## What is expected
Begin with the first line of the entries below and reproduce each line exactly, ending with the line that holds "All operations return".

## Extracted data
//! A Rust library for managing Wi-Fi through wpa_supplicant.
//!
//! This crate provides a high-level async API over the supplicant's control
//! socket, plus supervisors for the processes that complement it:
//!
//! - Querying interface status and scanning for hotspots
//! - Adding, configuring, selecting and removing stored network profiles
//! - Subscribing to connection and scan events
//! - Watching an interface continuously through `wpa_cli`
//! - Running an access point through the `create_ap` helper
//!
//! # Example
//!
//! ```no_run
//! use wpars::{ConnectOptions, Wireless};
//!
//! # async fn example() -> wpars::Result<()> {
//! let wifi = Wireless::new("wlan0");
//! wifi.open().await?;
//!
//! // Scan for visible hotspots
//! for hotspot in wifi.scan().await? {
//!     println!("{} ({}%)", hotspot.ssid, hotspot.quality());
//! }
//!
//! // Connect to a network
//! wifi.connect("MyNetwork", Some("password123"), ConnectOptions::default())
//!     .await?;
//!
//! wifi.close().await;
//! # Ok(())
//! # }
//! ```
//!
//! # Replies and Events
//!
//! The control socket carries both the replies to commands and unsolicited
//! events. A single reader task classifies every datagram by its `<N>`
//! level marker: events go to the broadcast returned by
//! [`Wireless::events`] and never satisfy a pending command. Commands are
//! queued so that exactly one awaits a reply at a time.
//!
//! `SCAN` is acknowledged immediately but completes later with an event;
//! [`Wireless::scan`] waits for that event (bounded by
//! [`TimeoutConfig::scan`]) before fetching results.
//!
//! # Error Handling
//!
//! All operations return `Result<T, WpaError>`. A `FAIL` reply is a
//! [`WpaError::CommandFailed`], except for the profile operations
//! (`enable_network`, `remove_network`, ...) which return [`Reply::Fail`]
//! inline. Listing parsers never fail: malformed rows are dropped.
//!
//! # Logging
//!
//! This crate uses the [`log`](https://docs.rs/log) facade for logging. To see
//! log output, add a logging implementation like `env_logger`. For example:
//!
//! ```no_run,ignore
//! env_logger::init();
//! // ...
//! ```

pub mod api;
mod core;
mod monitoring;
mod types;
mod util;

// Re-exported public API
pub use api::models::{
    ApEvent, ApOptions, ApState, AuthKind, ConnectOptions, ControlConfig, ControlEvent, EventKind,
    Hotspot, Mode, MonitorEvent, NetworkProfile, NetworkRef, ProfileFlags, Reply, TimeoutConfig,
    WpaError, WpaEvent, WpaStatus,
};
pub use api::wireless::Wireless;
pub use crate::core::access_point::AccessPoint;
pub use crate::core::control::ControlChannel;
pub use monitoring::monitor::Monitor;

/// A specialized `Result` type for supplicant operations.
pub type Result<T> = std::result::Result<T, WpaError>;
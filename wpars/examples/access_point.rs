//! Runs an access point until Ctrl-C, then shuts it down gracefully.

use wpars::{AccessPoint, ApEvent, ApOptions};

#[tokio::main]
async fn main() -> wpars::Result<()> {
    env_logger::init();

    let mut options = ApOptions::new().with_iface("wlan0");
    if let Ok(password) = std::env::var("AP_PASSWORD") {
        options = options.with_password(password);
    }
    if let Ok(sharing) = std::env::var("AP_SHARE") {
        options = options.with_sharing(sharing);
    }

    let ap = AccessPoint::create("", options)?;
    println!("Launched {} (pid {:?})", ap.name(), ap.pid());
    let mut events = ap.events();

    loop {
        tokio::select! {
            event = events.recv() => match event {
                Ok(ApEvent::Started) => println!("Access point is up"),
                Ok(ApEvent::Stdout(out)) => print!("{out}"),
                Ok(ApEvent::Stderr(err)) => eprint!("{err}"),
                Ok(ApEvent::Close) | Err(_) => break,
                Ok(ApEvent::Error(e)) => eprintln!("error: {e}"),
            },
            _ = tokio::signal::ctrl_c() => {
                ap.close(AccessPoint::DEFAULT_CLOSE_SIGNAL).await?;
                println!("Access point closed");
                break;
            }
        }
    }

    Ok(())
}
impl WpaEvent {
    /// Returns the subscription name of this notification.
    pub fn name(&self) -> &'static str {
        match self {
            Self::Open => "open",
            Self::Control(event) => event.name(),
            Self::Error(_) => "error",
            Self::Congestion => "congestion",
            Self::Closed => "close",
        }
    }

    /// Returns the control event, if this is one.
    pub fn as_control(&self) -> Option<&ControlEvent> {
        match self {
            Self::Control(event) => Some(event),
            _ => None,
        }
    }
}

/// Notifications raised by the event monitor.
#[derive(Debug, Clone, PartialEq, Eq)]
pub enum MonitorEvent {
    /// A trimmed, non-prompt output line.
    Data(String),
    /// A parsed control event.
    Control(ControlEvent),
    /// Error output of the watch process, or a failure to read it.
    Error(String),
    /// The watch process exited. Always the last notification.
    Closed(Option<i32>),
}

impl MonitorEvent {
    pub fn name(&self) -> &'static str {
        match self {
            Self::Data(_) => "data",
            Self::Control(event) => event.name(),
            Self::Error(_) => "error",
            Self::Closed(_) => "close",
        }
    }
}

/// Lifecycle state of a supervised access point.
#[derive(Debug, Clone, Copy, PartialEq, Eq, Serialize, Deserialize)]
pub enum ApState {
    /// Spawned, not yet reported ready.
    Created,
    /// The helper reported the access point enabled.
    Started,
    /// A shutdown signal was sent; waiting for confirmation.
    Closing,
    /// Shut down (confirmed or forced).
    Closed,
}

impl Display for ApState {
    fn fmt(&self, f: &mut Formatter<'_>) -> std::fmt::Result {
        match self {
            Self::Created => write!(f, "created"),
            Self::Started => write!(f, "started"),
            Self::Closing => write!(f, "closing"),
            Self::Closed => write!(f, "closed"),
        }
    }
}

/// Notifications raised by the access point supervisor.
#[derive(Debug, Clone, PartialEq, Eq)]
pub enum ApEvent {
    /// A chunk of helper stdout, verbatim.
    Stdout(String),
    /// A chunk of helper stderr, verbatim.
    Stderr(String),
    /// The access point is up.
    Started,
    /// The access point shut down.
    Close,
    /// Reading the helper's output failed.
    Error(String),
}

impl ApEvent {
    pub fn name(&self) -> &'static str {
        match self {
            Self::Stdout(_) => "stdout",
            Self::Stderr(_) => "stderr",
            Self::Started => "started",
            Self::Close => "close",
            Self::Error(_) => "error",
        }
    }
}

/// Identifies a stored network profile by id or by SSID.
///
/// SSID references resolve to the first matching profile in
/// `LIST_NETWORKS` order.
#[derive(Debug, Clone, PartialEq, Eq, Hash, Serialize, Deserialize)]
pub enum NetworkRef {
    Id(u32),
    Ssid(String),
}

impl From<u32> for NetworkRef {
    fn from(id: u32) -> Self {
        Self::Id(id)
    }
}

impl From<&str> for NetworkRef {
    fn from(ssid: &str) -> Self {
        Self::Ssid(ssid.to_string())
    }
}

impl From<String> for NetworkRef {
    fn from(ssid: String) -> Self {
        Self::Ssid(ssid)
    }
}

impl From<&String> for NetworkRef {
    fn from(ssid: &String) -> Self {
        Self::Ssid(ssid.clone())
    }
}

impl Display for NetworkRef {
    fn fmt(&self, f: &mut Formatter<'_>) -> std::fmt::Result {
        match self {
            Self::Id(id) => write!(f, "#{id}"),
            Self::Ssid(ssid) => write!(f, "'{ssid}'"),
        }
    }
}
pub(crate) mod utils;
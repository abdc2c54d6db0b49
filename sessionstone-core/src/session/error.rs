//! Session error type

use std::time::Duration;

/// Result type for session operations
pub type Result<T> = std::result::Result<T, SessionError>;

/// Errors raised by stores, coders and the session middleware
#[derive(thiserror::Error, Debug)]
pub enum SessionError {
    /// The store has no live record for the requested key
    #[error("session not found")]
    NotFound,
    #[error("store error: {0}")]
    Store(String),
    #[error("codec error: {0}")]
    Codec(String),
    #[error("invalid session configuration: {0}")]
    Config(String),
    #[error("store operation timed out after {0:?}")]
    Timeout(Duration),
    #[error(transparent)]
    Sqlite(#[from] rusqlite::Error),
    #[error("sqlite pool error: {0}")]
    Pool(#[from] r2d2::Error),
    #[error(transparent)]
    Io(#[from] std::io::Error),
}

impl SessionError {
    /// True when the error means "no such session" rather than a failure
    pub fn is_not_found(&self) -> bool {
        matches!(self, SessionError::NotFound)
    }
}
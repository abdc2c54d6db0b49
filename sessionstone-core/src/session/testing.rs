//! Recording store for middleware tests

use super::error::{Result, SessionError};
use super::memory::MemoryStore;
use super::store::{Store, StoreOptions};
use std::sync::atomic::{AtomicBool, Ordering};
use std::sync::{Arc, Mutex};
use std::time::Duration;

#[derive(Debug, Clone, PartialEq, Eq)]
pub(crate) enum Call {
    Get { key: String },
    Set { key: String, value: Vec<u8>, ttl: Duration },
    Touch { key: String, ttl: Duration },
    Del { key: String },
}

/// Memory store that remembers every call and can be told to fail
#[derive(Clone, Default)]
pub(crate) struct RecordingStore {
    inner: MemoryStore,
    calls: Arc<Mutex<Vec<Call>>>,
    fail_get: Arc<AtomicBool>,
    fail_writes: Arc<AtomicBool>,
}

impl RecordingStore {
    pub fn new() -> Self {
        Self::default()
    }

    pub fn calls(&self) -> Vec<Call> {
        self.calls.lock().unwrap().clone()
    }

    pub fn sets(&self) -> Vec<(String, Vec<u8>, Duration)> {
        self.calls()
            .into_iter()
            .filter_map(|call| match call {
                Call::Set { key, value, ttl } => Some((key, value, ttl)),
                _ => None,
            })
            .collect()
    }

    pub fn dels(&self) -> Vec<String> {
        self.calls()
            .into_iter()
            .filter_map(|call| match call {
                Call::Del { key } => Some(key),
                _ => None,
            })
            .collect()
    }

    pub fn touches(&self) -> Vec<(String, Duration)> {
        self.calls()
            .into_iter()
            .filter_map(|call| match call {
                Call::Touch { key, ttl } => Some((key, ttl)),
                _ => None,
            })
            .collect()
    }

    pub fn reset(&self) {
        self.calls.lock().unwrap().clear();
    }

    pub fn fail_get(&self, fail: bool) {
        self.fail_get.store(fail, Ordering::SeqCst);
    }

    pub fn fail_writes(&self, fail: bool) {
        self.fail_writes.store(fail, Ordering::SeqCst);
    }

    pub fn inner(&self) -> &MemoryStore {
        &self.inner
    }

    fn record(&self, call: Call) {
        self.calls.lock().unwrap().push(call);
    }
}

#[async_trait::async_trait]
impl Store for RecordingStore {
    async fn get(&self, key: &str, opts: &StoreOptions) -> Result<Vec<u8>> {
        self.record(Call::Get { key: key.to_string() });
        if self.fail_get.load(Ordering::SeqCst) {
            return Err(SessionError::Store("backend unavailable".into()));
        }
        self.inner.get(key, opts).await
    }

    async fn set(&self, key: &str, value: Vec<u8>, opts: &StoreOptions) -> Result<()> {
        self.record(Call::Set { key: key.to_string(), value: value.clone(), ttl: opts.ttl });
        if self.fail_writes.load(Ordering::SeqCst) {
            return Err(SessionError::Store("backend unavailable".into()));
        }
        self.inner.set(key, value, opts).await
    }

    async fn touch(&self, key: &str, opts: &StoreOptions) -> Result<()> {
        self.record(Call::Touch { key: key.to_string(), ttl: opts.ttl });
        if self.fail_writes.load(Ordering::SeqCst) {
            return Err(SessionError::Store("backend unavailable".into()));
        }
        self.inner.touch(key, opts).await
    }

    async fn del(&self, key: &str) -> Result<()> {
        self.record(Call::Del { key: key.to_string() });
        if self.fail_writes.load(Ordering::SeqCst) {
            return Err(SessionError::Store("backend unavailable".into()));
        }
        self.inner.del(key).await
    }

    async fn gc(&self) -> Result<usize> {
        self.inner.gc().await
    }

    async fn count(&self) -> Result<usize> {
        self.inner.count().await
    }
}

/// Store whose calls never finish
#[derive(Clone, Default)]
pub(crate) struct StalledStore;

#[async_trait::async_trait]
impl Store for StalledStore {
    async fn get(&self, _key: &str, _opts: &StoreOptions) -> Result<Vec<u8>> {
        std::future::pending().await
    }

    async fn set(&self, _key: &str, _value: Vec<u8>, _opts: &StoreOptions) -> Result<()> {
        std::future::pending().await
    }

    async fn touch(&self, _key: &str, _opts: &StoreOptions) -> Result<()> {
        std::future::pending().await
    }

    async fn del(&self, _key: &str) -> Result<()> {
        std::future::pending().await
    }

    async fn gc(&self) -> Result<usize> {
        Ok(0)
    }

    async fn count(&self) -> Result<usize> {
        Ok(0)
    }
}
//! Session middleware for HTTP requests
//!
//! Wraps a handler: loads the session named by the request cookie, attaches
//! it to the request, runs the handler and then commits whatever the handler
//! asked for (save, rotate, destroy). The commit runs even when the handler
//! panics; the panic is resumed afterwards.

use super::cookie::SessionCookie;
use super::data::{decode_payload, NEVER_RENEW};
use super::entity::{CookieAction, StoreOp};
use super::error::{Result, SessionError};
use super::id::IdCodec;
use super::store::{Store, StoreOptions};
use super::{Session, SessionConfig, SessionHandle, StoreCoder};
use chrono::Utc;
use futures::FutureExt;
use http::header::SET_COOKIE;
use http::{HeaderMap, HeaderValue, Request, Response};
use std::future::Future;
use std::panic::AssertUnwindSafe;
use std::sync::Arc;

/// Session middleware
#[derive(Clone)]
pub struct SessionMiddleware {
    store: Arc<dyn Store>,
    coder: Arc<dyn StoreCoder>,
    ids: IdCodec,
    cookie: SessionCookie,
    config: SessionConfig,
}

impl SessionMiddleware {
    /// Create a new session middleware
    ///
    /// Fails when no store is configured, or when identifiers are hashed
    /// without a secret.
    pub fn new(config: SessionConfig) -> Result<Self> {
        let store = config
            .store
            .clone()
            .ok_or_else(|| SessionError::Config("a session store is required".into()))?;

        if !config.disable_hash_id && config.secret.is_empty() {
            return Err(SessionError::Config(
                "a secret is required unless id hashing is disabled".into(),
            ));
        }

        let ids = IdCodec::new(config.entropy, config.secret.clone(), !config.disable_hash_id);
        let cookie = SessionCookie::new(config.cookie_config.clone());

        Ok(Self { store, coder: Arc::clone(&config.coder), ids, cookie, config })
    }

    /// Get the session store
    pub fn store(&self) -> Arc<dyn Store> {
        Arc::clone(&self.store)
    }

    pub fn config(&self) -> &SessionConfig {
        &self.config
    }

    /// Run `next` with a session attached to the request
    pub async fn handle<B, R, F, Fut>(&self, mut req: Request<B>, next: F) -> Response<R>
    where
        F: FnOnce(Request<B>) -> Fut,
        Fut: Future<Output = Response<R>>,
    {
        let secure = self.cookie.is_secure(&req);
        let handle = SessionHandle::new(self.load(req.headers()).await);
        req.extensions_mut().insert(handle.clone());

        let outcome = AssertUnwindSafe(async move { next(req).await }).catch_unwind().await;
        let set_cookie = self.commit(&handle, secure).await;

        match outcome {
            Ok(mut resp) => {
                if let Some(value) = set_cookie {
                    resp.headers_mut().append(SET_COOKIE, value);
                }
                resp
            }
            Err(panic) => std::panic::resume_unwind(panic),
        }
    }

    /// Load the session named by the cookie in `headers`
    ///
    /// Anything short of a decodable live record yields a fresh session.
    pub async fn load(&self, headers: &HeaderMap) -> Session {
        let mut session = Session::new(self.config.max_age(), self.config.disable_renew);

        let Some(id) = self.cookie.extract_from_headers(headers) else {
            return session;
        };

        let opts = StoreOptions::new(self.config.max_age());
        let key = self.ids.storage_key(&id);
        match self.bounded(self.store.get(&key, &opts)).await {
            Ok(raw) => match decode_payload(self.coder.as_ref(), &raw) {
                Ok(data) => {
                    // retiring records keep their grace TTL
                    if self.config.rolling && data.renewed_at != Some(NEVER_RENEW) {
                        if let Err(e) = self.bounded(self.store.touch(&key, &opts)).await {
                            log::warn!("Failed to extend session expiry: {}", e);
                        }
                    }
                    session.restore(id, raw, data);
                }
                Err(e) => log::warn!("Discarding undecodable session payload: {}", e),
            },
            Err(e) if e.is_not_found() => {
                log::debug!("Session cookie does not name a live session");
            }
            Err(e) => log::warn!("Session lookup failed, starting fresh: {}", e),
        }

        session
    }

    /// Persist the session and return the Set-Cookie value to send, if any
    ///
    /// Store failures are logged; the response is never failed because of them.
    pub async fn commit(&self, handle: &SessionHandle, secure: bool) -> Option<HeaderValue> {
        let now = Utc::now().timestamp();
        let planned = handle.lock().plan_commit(
            &self.ids,
            self.coder.as_ref(),
            self.config.grace_period,
            now,
        );
        let plan = match planned {
            Ok(plan) => plan,
            Err(e) => {
                log::error!("Failed to encode session: {}", e);
                return None;
            }
        };

        for op in plan.ops {
            let result = match op {
                StoreOp::Set { key, value, ttl } => {
                    self.bounded(self.store.set(&key, value, &StoreOptions::new(ttl))).await
                }
                StoreOp::Del { key } => self.bounded(self.store.del(&key)).await,
            };
            if let Err(e) = result {
                log::error!("Failed to persist session: {}", e);
            }
        }

        let cookie = match plan.cookie {
            CookieAction::Keep => return None,
            CookieAction::Issue(id) => self.cookie.build_set_cookie(&id, secure),
            CookieAction::Clear => self.cookie.build_delete_cookie(secure),
        };
        match HeaderValue::from_str(&cookie) {
            Ok(value) => Some(value),
            Err(e) => {
                log::error!("Invalid session cookie header: {}", e);
                None
            }
        }
    }

    async fn bounded<T>(&self, fut: impl Future<Output = Result<T>>) -> Result<T> {
        match self.config.store_timeout {
            Some(limit) => tokio::time::timeout(limit, fut)
                .await
                .map_err(|_| SessionError::Timeout(limit))?,
            None => fut.await,
        }
    }
}
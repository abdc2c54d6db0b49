//! Sessions configuration

use anyhow::{bail, Result};
use serde::{Deserialize, Serialize};
use std::env;

/// Sessions configuration
#[derive(Debug, Clone, PartialEq, Serialize, Deserialize)]
#[serde(default)]
pub struct SessionsConfig {
    /// Secret mixed into storage keys
    /// Env: RS_SESSION_SECRET
    /// Default: "" (the server generates one per process)
    pub secret: String,

    /// Random bytes per session id
    /// Env: RS_SESSION_ENTROPY
    /// Default: 32
    pub entropy: usize,

    /// Session maximum age in seconds, 0 for browser-session cookies
    /// Env: RS_SESSION_MAX_AGE
    /// Default: 86400 (24 hours)
    pub max_age: u64,

    /// Cookie name
    /// Env: RS_SESSION_COOKIE_NAME
    /// Default: "sess"
    pub cookie_name: String,

    /// Cookie domain
    /// Env: RS_SESSION_COOKIE_DOMAIN
    /// Default: None
    pub cookie_domain: Option<String>,

    /// Cookie path
    /// Env: RS_SESSION_COOKIE_PATH
    /// Default: "/"
    pub cookie_path: String,

    /// Secure flag: "always", "never" or "prefer" (only over HTTPS)
    /// Env: RS_SESSION_COOKIE_SECURE
    /// Default: "prefer"
    pub cookie_secure: String,

    /// Set HttpOnly flag on cookies (XSS protection)
    /// Env: RS_SESSION_COOKIE_HTTPONLY
    /// Default: true
    pub cookie_httponly: bool,

    /// SameSite policy: "Strict", "Lax", "None", or "Off" to omit it
    /// Env: RS_SESSION_COOKIE_SAMESITE
    /// Default: "Lax"
    pub cookie_samesite: String,

    /// Never rotate ids automatically
    /// Env: RS_SESSION_DISABLE_RENEW
    /// Default: false
    pub disable_renew: bool,

    /// Store sessions under the raw cookie value (debugging only)
    /// Env: RS_SESSION_DISABLE_HASH_ID
    /// Default: false
    pub disable_hash_id: bool,

    /// Extend record expiry on every read (rotated-out ids excepted)
    /// Env: RS_SESSION_ROLLING
    /// Default: false
    pub rolling: bool,

    /// Seconds a rotated-out id stays readable; 0 deletes it on rotation
    /// Env: RS_SESSION_GRACE_PERIOD
    /// Default: 5
    pub grace_period: u64,

    /// Bound for each store call in milliseconds
    /// Env: RS_SESSION_STORE_TIMEOUT_MS
    /// Default: None
    pub store_timeout_ms: Option<u64>,
}

impl Default for SessionsConfig {
    fn default() -> Self {
        Self {
            secret: String::new(),
            entropy: 32,
            max_age: 86400,
            cookie_name: "sess".to_string(),
            cookie_domain: None,
            cookie_path: "/".to_string(),
            cookie_secure: "prefer".to_string(),
            cookie_httponly: true,
            cookie_samesite: "Lax".to_string(),
            disable_renew: false,
            disable_hash_id: false,
            rolling: false,
            grace_period: 5,
            store_timeout_ms: None,
        }
    }
}

impl SessionsConfig {
    pub fn merge(&mut self, other: Self) {
        *self = other;
    }

    pub fn apply_env_vars(&mut self) {
        if let Ok(secret) = env::var("RS_SESSION_SECRET") {
            self.secret = secret;
        }

        if let Ok(entropy) = env::var("RS_SESSION_ENTROPY") {
            if let Ok(e) = entropy.parse() {
                self.entropy = e;
            }
        }

        if let Ok(max_age) = env::var("RS_SESSION_MAX_AGE") {
            if let Ok(m) = max_age.parse() {
                self.max_age = m;
            }
        }

        if let Ok(name) = env::var("RS_SESSION_COOKIE_NAME") {
            self.cookie_name = name;
        }

        if let Ok(domain) = env::var("RS_SESSION_COOKIE_DOMAIN") {
            self.cookie_domain = (!domain.is_empty()).then_some(domain);
        }

        if let Ok(path) = env::var("RS_SESSION_COOKIE_PATH") {
            self.cookie_path = path;
        }

        if let Ok(secure) = env::var("RS_SESSION_COOKIE_SECURE") {
            self.cookie_secure = secure.to_lowercase();
        }

        if let Ok(httponly) = env::var("RS_SESSION_COOKIE_HTTPONLY") {
            self.cookie_httponly = httponly.parse().unwrap_or(true);
        }

        if let Ok(samesite) = env::var("RS_SESSION_COOKIE_SAMESITE") {
            self.cookie_samesite = samesite;
        }

        if let Ok(disable) = env::var("RS_SESSION_DISABLE_RENEW") {
            self.disable_renew = disable.parse().unwrap_or(false);
        }

        if let Ok(disable) = env::var("RS_SESSION_DISABLE_HASH_ID") {
            self.disable_hash_id = disable.parse().unwrap_or(false);
        }

        if let Ok(rolling) = env::var("RS_SESSION_ROLLING") {
            self.rolling = rolling.parse().unwrap_or(false);
        }

        if let Ok(grace) = env::var("RS_SESSION_GRACE_PERIOD") {
            if let Ok(g) = grace.parse() {
                self.grace_period = g;
            }
        }

        if let Ok(timeout) = env::var("RS_SESSION_STORE_TIMEOUT_MS") {
            self.store_timeout_ms = timeout.parse().ok();
        }
    }

    pub fn validate(&self) -> Result<()> {
        if self.cookie_name.is_empty()
            || !self.cookie_name.chars().all(|c| c.is_ascii_alphanumeric() || "-_.".contains(c))
        {
            bail!("Invalid cookie_name: must be a non-empty token");
        }

        if !["Strict", "Lax", "None", "Off"].contains(&self.cookie_samesite.as_str()) {
            bail!("Invalid cookie_samesite: must be Strict, Lax, None, or Off");
        }

        if !["always", "never", "prefer"].contains(&self.cookie_secure.as_str()) {
            bail!("Invalid cookie_secure: must be always, never, or prefer");
        }

        if self.cookie_samesite == "None" && self.cookie_secure == "never" {
            bail!("cookie_samesite None requires a Secure cookie");
        }

        if self.store_timeout_ms == Some(0) {
            bail!("Invalid store_timeout_ms: must be greater than 0");
        }

        Ok(())
    }
}

#[cfg(test)]
mod tests {
    use super::*;

    #[test]
    fn test_defaults_validate() {
        let config = SessionsConfig::default();
        assert!(config.validate().is_ok());
        assert_eq!(config.max_age, 86400);
        assert_eq!(config.grace_period, 5);
    }

    #[test]
    fn test_validation_failures() {
        let bad_name = SessionsConfig { cookie_name: "a b".into(), ..Default::default() };
        assert!(bad_name.validate().is_err());

        let bad_samesite = SessionsConfig { cookie_samesite: "Loose".into(), ..Default::default() };
        assert!(bad_samesite.validate().is_err());

        let insecure_none = SessionsConfig {
            cookie_samesite: "None".into(),
            cookie_secure: "never".into(),
            ..Default::default()
        };
        assert!(insecure_none.validate().is_err());

        let zero_timeout = SessionsConfig { store_timeout_ms: Some(0), ..Default::default() };
        assert!(zero_timeout.validate().is_err());
    }

    #[test]
    fn test_env_vars_override() {
        env::set_var("RS_SESSION_GRACE_PERIOD", "30");
        env::set_var("RS_SESSION_COOKIE_DOMAIN", "example.com");
        let mut config = SessionsConfig::default();
        config.apply_env_vars();
        env::remove_var("RS_SESSION_GRACE_PERIOD");
        env::remove_var("RS_SESSION_COOKIE_DOMAIN");

        assert_eq!(config.grace_period, 30);
        assert_eq!(config.cookie_domain.as_deref(), Some("example.com"));
    }
}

## Exercise answer
//! A Rust library for managing Wi-Fi through wpa_supplicant.
//!
//! This crate provides a high-level async API over the supplicant's control
//! socket, plus supervisors for the processes that complement it:
//!
//! - Querying interface status and scanning for hotspots
//! - Adding, configuring, selecting and removing stored network profiles
//! - Subscribing to connection and scan events
//! - Watching an interface continuously through `wpa_cli`
//! - Running an access point through the `create_ap` helper
//!
//! # Example
//!
//! ```no_run
//! use wpars::{ConnectOptions, Wireless};
//!
//! # async fn example() -> wpars::Result<()> {
//! let wifi = Wireless::new("wlan0");
//! wifi.open().await?;
//!
//! // Scan for visible hotspots
//! for hotspot in wifi.scan().await? {
//!     println!("{} ({}%)", hotspot.ssid, hotspot.quality());
//! }
//!
//! // Connect to a network
//! wifi.connect("MyNetwork", Some("password123"), ConnectOptions::default())
//!     .await?;
//!
//! wifi.close().await;
//! # Ok(())
//! # }
//! ```
//!
//! # Replies and Events
//!
//! The control socket carries both the replies to commands and unsolicited
//! events. A single reader task classifies every datagram by its `<N>`
//! level marker: events go to the broadcast returned by
//! [`Wireless::events`] and never satisfy a pending command. Commands are
//! queued so that exactly one awaits a reply at a time.
//!
//! `SCAN` is acknowledged immediately but completes later with an event;
//! [`Wireless::scan`] waits for that event (bounded by
//! [`TimeoutConfig::scan`]) before fetching results.
//!
//! # Error Handling
//!
//! All operations return `Result<T, WpaError>`. A `FAIL` reply is a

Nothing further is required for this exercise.